» Exercise objective
Give back the entries exactly, ending with the "pub const SCRIPT_TYPE_UTILITY: &str" line.

» Provided information

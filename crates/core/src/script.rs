//! Script registry types as seen by the importer.
//!
//! The registry itself is external; these types only describe what the
//! importer reads from it and what a script execution returns.

use serde::{Deserialize, Serialize};

use crate::types::ScriptId;

/// Loader scripts produce content candidates.
pub const SCRIPT_TYPE_CONTENT_LOADER: &str = "content_loader";

/// Transformer scripts are attached to content items and run at playback.
pub const SCRIPT_TYPE_TRANSFORMER: &str = "transformer";

pub const SCRIPT_TYPE_OVERLAY: &str = "overlay";
pub const SCRIPT_TYPE_GLOBAL: &str = "global";
pub const SCRIPT_TYPE_ADAPTER: &str = "adapter";
pub const SCRIPT_TYPE_CONTENT: &str = "content";
pub const SCRIPT_TYPE_UTILITY: &str = "utility";

/// The registry's script categories.
///
/// Names the registry introduces later are kept verbatim in [`ScriptType::Other`].
#[derive(Debug, Clone, PartialEq, Eq, Serialize, Deserialize)]
#[serde(from = "String", into = "String")]
pub enum ScriptType {
    ContentLoader,
    Transformer,
    Overlay,
    Global,
    Adapter,
    Content,
    Utility,
    Other(String),
}

impl ScriptType {
    pub fn as_str(&self) -> &str {
        match self {
            Self::ContentLoader => SCRIPT_TYPE_CONTENT_LOADER,
            Self::Transformer => SCRIPT_TYPE_TRANSFORMER,
            Self::Overlay => SCRIPT_TYPE_OVERLAY,
            Self::Global => SCRIPT_TYPE_GLOBAL,
            Self::Adapter => SCRIPT_TYPE_ADAPTER,
            Self::Content => SCRIPT_TYPE_CONTENT,
            Self::Utility => SCRIPT_TYPE_UTILITY,
            Self::Other(name) => name,
        }
    }
}

impl From<String> for ScriptType {
    fn from(value: String) -> Self {
        match value.as_str() {
            SCRIPT_TYPE_CONTENT_LOADER => Self::ContentLoader,
            SCRIPT_TYPE_TRANSFORMER => Self::Transformer,
            SCRIPT_TYPE_OVERLAY => Self::Overlay,
            SCRIPT_TYPE_GLOBAL => Self::Global,
            SCRIPT_TYPE_ADAPTER => Self::Adapter,
            SCRIPT_TYPE_CONTENT => Self::Content,
            SCRIPT_TYPE_UTILITY => Self::Utility,
            _ => Self::Other(value),
        }
    }
}

impl From<ScriptType> for String {
    fn from(value: ScriptType) -> Self {
        match value {
            ScriptType::Other(name) => name,
            known => known.as_str().to_string(),
        }
    }
}

impl std::fmt::Display for ScriptType {
    fn fmt(&self, f: &mut std::fmt::Formatter<'_>) -> std::fmt::Result {
        f.write_str(self.as_str())
    }
}

/// A script registered with the external registry.
#[derive(Debug, Clone, PartialEq, Serialize, Deserialize)]
pub struct LoaderScript {
    pub id: ScriptId,
    pub name: String,
    pub script_type: ScriptType,
    /// JSON-schema-like description of the script's parameters, as text.
    #[serde(default)]
    pub parameters_schema: Option<String>,
}

impl LoaderScript {
    pub fn is_content_loader(&self) -> bool {
        self.script_type == ScriptType::ContentLoader
    }
}

/// Keep only the scripts that can feed the importer, in registry order.
pub fn loader_scripts(scripts: &[LoaderScript]) -> Vec<LoaderScript> {
    scripts
        .iter()
        .filter(|s| s.is_content_loader())
        .cloned()
        .collect()
}

/// Reply of the script-execution service.
#[derive(Debug, Clone, Default, PartialEq, Serialize, Deserialize)]
pub struct ExecutionResult {
    pub success: bool,
    /// JSON-encoded script output (a single object or an array).
    #[serde(default)]
    pub result: Option<String>,
    #[serde(default)]
    pub error: Option<String>,
}

// ---------------------------------------------------------------------------
// Tests
// ---------------------------------------------------------------------------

» Result below
filename crates/core/src/script.rs
//! Script registry types as seen by the importer.
//!
//! The registry itself is external; these types only describe what the
//! importer reads from it and what a script execution returns.

use serde::{Deserialize, Serialize};

use crate::types::ScriptId;

/// Loader scripts produce content candidates.
pub const SCRIPT_TYPE_CONTENT_LOADER: &str = "content_loader";

/// Transformer scripts are attached to content items and run at playback.
pub const SCRIPT_TYPE_TRANSFORMER: &str = "transformer";

pub const SCRIPT_TYPE_OVERLAY: &str = "overlay";
pub const SCRIPT_TYPE_GLOBAL: &str = "global";
pub const SCRIPT_TYPE_ADAPTER: &str = "adapter";
pub const SCRIPT_TYPE_CONTENT: &str = "content";
pub const SCRIPT_TYPE_UTILITY: &str = "utility";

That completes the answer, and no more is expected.